Tratándose de universidades del Estado, la demora en adoptar políticas y decisiones ha sido mucho
más evidente. Tan evidente como inexcusable, puesto que se trata de instituciones del propio
Estado, respecto de las cuales éste debería permanecer menos indiferente. Y si lo que esas
universidades piden hoy al Estado es un nuevo trato, o sea, un acuerdo acerca de derechos y deberes
recíprocos, vea usted cómo el solo hecho de demandar eso, y no, de entrada, un trato preferente,
produce una inmediata e iracunda reacción de parte de establecimientos no estatales que muchas
veces no pasan de ser negocios educacionales orientados al enriquecimiento de sus dueños y a los
que el Estado no tendría por qué apoyar con recursos públicos. El argumento de que la provisión de
un bien público como la educación debe ir acompañada necesariamente de financiamiento estatal
podría llevar al absurdo de reclamar este tipo de financiamiento para panaderías, farmacias, y hasta
funerarias, que también suministran bienes de incuestionable interés público.
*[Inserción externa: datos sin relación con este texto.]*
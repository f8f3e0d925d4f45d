//! Look-ahead buffer over an engine
//!
//! Several mechanics need to see the next few outputs before deciding what
//! "frame N" is. [`BufferedRng`] keeps the next `N` outputs in a ring so moving
//! the window by one fetches exactly one new value.

use super::Rng;

/// Fixed-size ring buffer of upcoming outputs
#[derive(Clone, Debug)]
pub struct BufferedRng<R: Rng, const N: usize> {
    rng: R,
    buffer: [R::Output; N],
    head: usize,
}

impl<R: Rng, const N: usize> BufferedRng<R, N> {
    /// Fill the buffer with the first `N` outputs of `rng`
    pub fn new(mut rng: R) -> Self {
        assert!(N > 0, "BufferedRng requires a non-empty window");
        let buffer = std::array::from_fn(|_| rng.next_value());
        Self {
            rng,
            buffer,
            head: 0,
        }
    }

    /// Oldest buffered output (the one at the window start)
    #[inline]
    pub fn current(&self) -> R::Output {
        self.buffer[self.head]
    }

    /// Output `offset` positions after the window start (`offset < N`)
    #[inline]
    pub fn peek(&self, offset: usize) -> R::Output {
        debug_assert!(offset < N);
        self.buffer[(self.head + offset) % N]
    }

    /// Slide the window by one output
    #[inline]
    pub fn advance(&mut self) {
        self.buffer[self.head] = self.rng.next_value();
        self.head = (self.head + 1) % N;
    }

    /// Slide the window by `n` outputs
    pub fn advance_by(&mut self, n: u64) {
        if n >= N as u64 {
            self.rng.advance_by(n - N as u64);
            self.buffer = std::array::from_fn(|_| self.rng.next_value());
            self.head = 0;
        } else {
            for _ in 0..n {
                self.advance();
            }
        }
    }

    /// Window size
    pub const fn window(&self) -> usize {
        N
    }
}

#[cfg(test)]
mod tests {
    use super::*;
    use crate::domain::rng::{Mt, PokeRng};

    #[test]
    fn test_window_matches_stream() {
        let mut reference = PokeRng::new(0xCAFE);
        let stream: Vec<u32> = (0..32).map(|_| reference.next_u32()).collect();

        let mut buffered = BufferedRng::<_, 6>::new(PokeRng::new(0xCAFE));
        for start in 0..20 {
            for offset in 0..6 {
                assert_eq!(buffered.peek(offset), stream[start + offset]);
            }
            assert_eq!(buffered.current(), stream[start]);
            buffered.advance();
        }
    }

    #[test]
    fn test_advance_by_matches_single_steps() {
        for n in [0u64, 1, 5, 6, 7, 100, 700] {
            let mut stepped = BufferedRng::<_, 6>::new(Mt::new(7));
            for _ in 0..n {
                stepped.advance();
            }
            let mut jumped = BufferedRng::<_, 6>::new(Mt::new(7));
            jumped.advance_by(n);

            for offset in 0..6 {
                assert_eq!(stepped.peek(offset), jumped.peek(offset), "n = {}", n);
            }
        }
    }
}
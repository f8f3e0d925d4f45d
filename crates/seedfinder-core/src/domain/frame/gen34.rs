//! Gen 3/4 static and gift PID/IV methods
//!
//! Every frame draws two 16-bit PID halves followed by the two IV words, with
//! the method deciding where an unused draw sits:
//!
//! | Method     | draws after the frame seed       |
//! |------------|----------------------------------|
//! | Method 1   | PIDlo PIDhi IV1 IV2              |
//! | Method 2   | PIDlo PIDhi (skip) IV1 IV2       |
//! | Method 4   | PIDlo PIDhi IV1 (skip) IV2       |
//! | Method 1R  | PIDlo PIDhi IV2 IV1              |
//!
//! The engine defaults to [`PokeRng`]; Colosseum / XD shadow-less generation
//! uses the same layout over [`XdRng`](crate::domain::rng::XdRng).

use super::FrameGenerator;
use crate::domain::rng::{BufferedRng, PokeRng, PokeRngR, Rng};
use crate::domain::types::{Ivs, Nature, Pid};
use serde::{Deserialize, Serialize};

#[derive(Clone, Copy, Debug, PartialEq, Eq, Hash, Serialize, Deserialize)]
pub enum Gen34Method {
    Method1,
    Method2,
    Method4,
    Method1Reverse,
}

impl Gen34Method {
    pub const ALL: [Gen34Method; 4] = [
        Gen34Method::Method1,
        Gen34Method::Method2,
        Gen34Method::Method4,
        Gen34Method::Method1Reverse,
    ];

    /// Draw positions (1-based, counted from the frame seed) of IV1 and IV2
    pub const fn iv_calls(self) -> (u32, u32) {
        match self {
            Gen34Method::Method1 => (3, 4),
            Gen34Method::Method2 => (4, 5),
            Gen34Method::Method4 => (3, 5),
            Gen34Method::Method1Reverse => (4, 3),
        }
    }

    pub const fn name(self) -> &'static str {
        match self {
            Gen34Method::Method1 => "Method 1",
            Gen34Method::Method2 => "Method 2",
            Gen34Method::Method4 => "Method 4",
            Gen34Method::Method1Reverse => "Method 1 Reverse",
        }
    }
}

#[derive(Clone, Copy, Debug, Default, PartialEq, Eq, Hash, Serialize, Deserialize)]
pub struct Gen34Frame {
    pub number: u32,
    /// Engine state the frame's draws start from
    pub seed: u32,
    pub pid: Pid,
    pub ivs: Ivs,
}

impl Gen34Frame {
    #[inline]
    pub const fn nature(&self) -> Nature {
        self.pid.nature()
    }
}

/// PID/IV frames for one of the [`Gen34Method`] layouts
#[derive(Clone, Debug)]
pub struct Gen34Generator<R = PokeRng>
where
    R: Rng<Output = u32>,
{
    method: Gen34Method,
    /// Seed of the next frame
    seed: u32,
    /// The six draws that follow `seed`
    buffer: BufferedRng<R, 6>,
    frame: Gen34Frame,
}

impl<R> Gen34Generator<R>
where
    R: Rng<Output = u32> + From<u32>,
{
    pub fn new(seed: u32, method: Gen34Method) -> Self {
        Self {
            method,
            seed,
            buffer: BufferedRng::new(R::from(seed)),
            frame: Gen34Frame::default(),
        }
    }

    pub const fn method(&self) -> Gen34Method {
        self.method
    }

    #[inline]
    fn draw(&self, call: u32) -> u16 {
        (self.buffer.peek(call as usize - 1) >> 16) as u16
    }

    fn derive(&self, number: u32) -> Gen34Frame {
        let (iv1_call, iv2_call) = self.method.iv_calls();
        Gen34Frame {
            number,
            seed: self.seed,
            pid: Pid::from_halves(self.draw(1), self.draw(2)),
            ivs: Ivs::from_gen34_words(self.draw(iv1_call), self.draw(iv2_call)),
        }
    }
}

impl<R> FrameGenerator for Gen34Generator<R>
where
    R: Rng<Output = u32> + From<u32>,
{
    type Frame = Gen34Frame;

    fn advance(&mut self) {
        self.frame = self.derive(self.frame.number + 1);
        self.seed = self.buffer.current();
        self.buffer.advance();
    }

    fn skip(&mut self, n: u32) {
        if n == 0 {
            return;
        }
        if n > 1 {
            self.buffer.advance_by(n as u64 - 2);
            self.seed = self.buffer.current();
            self.buffer.advance();
            self.frame.number += n - 1;
        }
        self.advance();
    }

    #[inline]
    fn current(&self) -> &Gen34Frame {
        &self.frame
    }

    #[inline]
    fn frame_number(&self) -> u32 {
        self.frame.number
    }
}

// =============================================================================
// Reverse lookup
// =============================================================================

/// Every frame seed that produces `ivs` under `method`, sorted ascending
///
/// The earlier of the two IV draws fixes 15 of the 16 high bits of the
/// engine state, so only `2 * 65536` states need to be tried.
pub fn reverse_seeds(ivs: Ivs, method: Gen34Method) -> Vec<u32> {
    let (iv1, iv2) = ivs.gen34_words();
    let (iv1_call, iv2_call) = method.iv_calls();
    let (first, second, first_call, gap) = if iv1_call < iv2_call {
        (iv1, iv2, iv1_call, iv2_call - iv1_call)
    } else {
        (iv2, iv1, iv2_call, iv1_call - iv2_call)
    };

    let mut seeds = Vec::new();
    for top in 0..2u32 {
        let high = (top << 15 | first as u32) << 16;
        for low in 0..0x1_0000u32 {
            let state = high | low;
            let mut later = state;
            for _ in 0..gap {
                later = PokeRng::step(later);
            }
            if (later >> 16) & 0x7FFF != second as u32 {
                continue;
            }
            let mut back = PokeRngR::new(state);
            back.jump(first_call as u64);
            seeds.push(back.state());
        }
    }
    seeds.sort_unstable();
    seeds
}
Chile es un país tan raro que sólo aquí es preciso argumentar a favor de un trato preferente del
Estado hacia sus propias universidades. Preferente, decimos, y no excluyente, porque un trato de ese
tipo no tiene por qué significar desatención de las instituciones privadas de educación superior. Un
trato preferente que se fundamenta no sólo en la propiedad de las universidades estatales y en la
efectiva ausencia de fines de lucro, sino en la circunstancia de que ellas son las que garantizan un
espacio público para el pluralismo en la educación superior, pluralismo que si para las universidades
privadas constituye una opción, para las estatales importa un deber.
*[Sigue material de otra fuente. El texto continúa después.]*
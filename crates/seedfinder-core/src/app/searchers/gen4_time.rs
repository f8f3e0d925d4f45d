//! Gen 4 time seed search
//!
//! Walks every (date, time, delay) of a year and replays either the static
//! Method 1 layout or a wild Method J / K encounter from each time seed.

use crate::app::search::{FrameSearcher, Search, scan_window};
use crate::domain::criteria::{CriteriaError, ExpectedResults, FrameRange, IvCriteria, PidCriteria, ResultEstimate};
use crate::domain::frame::{
    FrameGenerator, Gen34Encounter, Gen34Generator, Gen34Method, Gen4Lead, Gen4Method, Gen4WildGenerator,
};
use crate::domain::rng::PokeRng;
use crate::domain::seed::{TimeFilter, TimeSeed};
use crate::domain::seed_gen::{SeedGenerator, TimeSeedGenerator, Timed};
use crate::domain::types::{Ivs, Nature, Pid, TrainerId};
use serde::{Deserialize, Serialize};

/// Frame layout replayed from each seed
#[derive(Clone, Copy, Debug, PartialEq, Eq, Serialize, Deserialize)]
pub enum Gen4FrameKind {
    /// Static and gift Pokemon
    Method1,
    Wild {
        method: Gen4Method,
        encounter: Gen34Encounter,
        lead: Gen4Lead,
    },
}

#[derive(Clone, Copy, Debug, PartialEq, Eq, Serialize, Deserialize)]
pub struct Gen4TimeCriteria {
    pub year: u16,
    pub filter: TimeFilter,
    pub min_delay: u32,
    pub max_delay: u32,
    pub kind: Gen4FrameKind,
    pub ivs: IvCriteria,
    pub pid: PidCriteria,
    /// Encounter slot to require (wild kinds only)
    pub slot: Option<u8>,
    pub frames: FrameRange,
    pub id: TrainerId,
}

#[derive(Clone, Copy, Debug, PartialEq, Eq, Hash, Serialize, Deserialize)]
pub struct Gen4TimeResult {
    pub seed: Timed<TimeSeed>,
    pub frame: u32,
    pub pid: Pid,
    pub nature: Nature,
    pub ivs: Ivs,
    pub slot: Option<u8>,
}

#[derive(Clone, Debug)]
pub struct Gen4TimeSeedSearch {
    criteria: Gen4TimeCriteria,
}

impl Gen4TimeSeedSearch {
    pub fn new(criteria: Gen4TimeCriteria) -> Result<Self, CriteriaError> {
        if criteria.min_delay > criteria.max_delay {
            return Err(CriteriaError::InvalidSeedRange(format!(
                "delay {} > {}",
                criteria.min_delay, criteria.max_delay
            )));
        }
        Ok(Self { criteria })
    }

    fn accepts(&self, pid: Pid, nature: Nature, ivs: Ivs, slot: Option<u8>) -> bool {
        let c = &self.criteria;
        c.ivs.matches(ivs)
            && c.pid.matches(pid, nature, pid.ability_gen34(), c.id)
            && c.slot.is_none_or(|want| slot == Some(want))
    }
}

impl FrameSearcher for Gen4TimeSeedSearch {
    type Seed = Timed<TimeSeed>;
    type Result = Gen4TimeResult;

    fn search_seed(&self, seed: Timed<TimeSeed>, on_match: &mut dyn FnMut(Gen4TimeResult)) {
        let frames = self.criteria.frames;
        let mut report = |number: u32, pid: Pid, nature: Nature, ivs: Ivs, slot: Option<u8>| {
            if self.accepts(pid, nature, ivs, slot) {
                on_match(Gen4TimeResult {
                    seed,
                    frame: number,
                    pid,
                    nature,
                    ivs,
                    slot,
                });
            }
        };

        match self.criteria.kind {
            Gen4FrameKind::Method1 => {
                let mut generator = Gen34Generator::<PokeRng>::new(seed.seed.raw(), Gen34Method::Method1);
                scan_window(&mut generator, frames, |f| report(f.number, f.pid, f.nature(), f.ivs, None));
            }
            Gen4FrameKind::Wild { method, encounter, lead } => {
                let mut generator = Gen4WildGenerator::new(seed.seed.raw(), method, encounter, lead);
                scan_window(&mut generator, frames, |f| report(f.number, f.pid, f.nature, f.ivs, f.slot));
            }
        }
    }
}

impl Search for Gen4TimeSeedSearch {
    type Seeds = TimeSeedGenerator;

    fn seeds(&self) -> Result<TimeSeedGenerator, CriteriaError> {
        let c = &self.criteria;
        TimeSeedGenerator::for_year(c.year, c.filter, c.min_delay, c.max_delay)
    }
}

impl ExpectedResults for Gen4TimeSeedSearch {
    fn expected_number_of_results(&self) -> Result<u64, CriteriaError> {
        let c = &self.criteria;
        let seeds = self.seeds()?.num_seeds();
        Ok(ResultEstimate::new(seeds, c.frames.len())
            .ivs(&c.ivs)?
            .pid(&c.pid)
            .value())
    }
}

#[cfg(test)]
mod tests {
    use super::*;
    use crate::app::search::SearchRunner;
    use crate::domain::seed::{GameDate, GameTime};

    fn criteria(kind: Gen4FrameKind) -> Gen4TimeCriteria {
        Gen4TimeCriteria {
            year: 2010,
            filter: TimeFilter::all().hours(0..=0).minutes(0..=0).seconds(0..=1),
            min_delay: 600,
            max_delay: 609,
            kind,
            ivs: IvCriteria::any(),
            pid: PidCriteria::any(),
            slot: None,
            frames: FrameRange::new(1, 3).unwrap(),
            id: TrainerId::default(),
        }
    }

    #[test]
    fn test_reports_every_frame_when_unconstrained() {
        let search = Gen4TimeSeedSearch::new(criteria(Gen4FrameKind::Method1)).unwrap();
        let seeds = search.seeds().unwrap();
        let num_seeds = seeds.num_seeds();
        assert_eq!(num_seeds, 365 * 2 * 10);

        let mut results = Vec::new();
        SearchRunner::search(seeds, &search, |r| results.push(r), |_| true);
        assert_eq!(results.len() as u64, num_seeds * 3);
        assert_eq!(search.expected_number_of_results().unwrap(), num_seeds * 3);
    }

    #[test]
    fn test_result_replays() {
        let kind = Gen4FrameKind::Wild {
            method: Gen4Method::K,
            encounter: Gen34Encounter::Land,
            lead: Gen4Lead::None,
        };
        let mut c = criteria(kind);
        c.slot = Some(0);
        let search = Gen4TimeSeedSearch::new(c).unwrap();

        let mut results = Vec::new();
        SearchRunner::search(search.seeds().unwrap(), &search, |r| results.push(r), |_| true);
        assert!(!results.is_empty());
        for result in results {
            assert_eq!(result.slot, Some(0));
            let expected = TimeSeed::new(result.seed.date, result.seed.time, result.seed.delay);
            assert_eq!(result.seed.seed, expected);
            let mut replay = Gen4WildGenerator::new(expected.raw(), Gen4Method::K, Gen34Encounter::Land, Gen4Lead::None);
            replay.skip(result.frame);
            assert_eq!(replay.current().pid, result.pid);
        }
    }

    #[test]
    fn test_first_seed_of_year() {
        let search = Gen4TimeSeedSearch::new(criteria(Gen4FrameKind::Method1)).unwrap();
        let mut seeds = search.seeds().unwrap();
        let first = seeds.next_seed().unwrap();
        assert_eq!(first.date, GameDate::new(2010, 1, 1).unwrap());
        assert_eq!(first.time, GameTime::new(0, 0, 0).unwrap());
        assert_eq!(first.delay, 600);
    }

    #[test]
    fn test_bad_delay_range() {
        let mut c = criteria(Gen4FrameKind::Method1);
        c.min_delay = 700;
        assert!(Gen4TimeSeedSearch::new(c).is_err());
    }
}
El Presidente de la República se ha mostrado dispuesto a concordar un nuevo trato con las
universidades estatales, aunque resta por verse si se llegará o no a un trato preferente. Por lo mismo,
cabe esperar que las restantes universidades no se pongan en pie de guerra por el solo hecho de que
el Estado y sus universidades se apresten a sentarse a una misma mesa para debatir seria y
lealmente los términos de existencia y funcionamiento de 16 planteles tan indispensables para el
desarrollo del país como para la subsistencia de un pluralismo que universidades privadas a la
medida de los intereses económicos o confesionales de sus dueños, como es el caso de la mayoría,
no están en posición y ni siquiera en ánimo de satisfacer.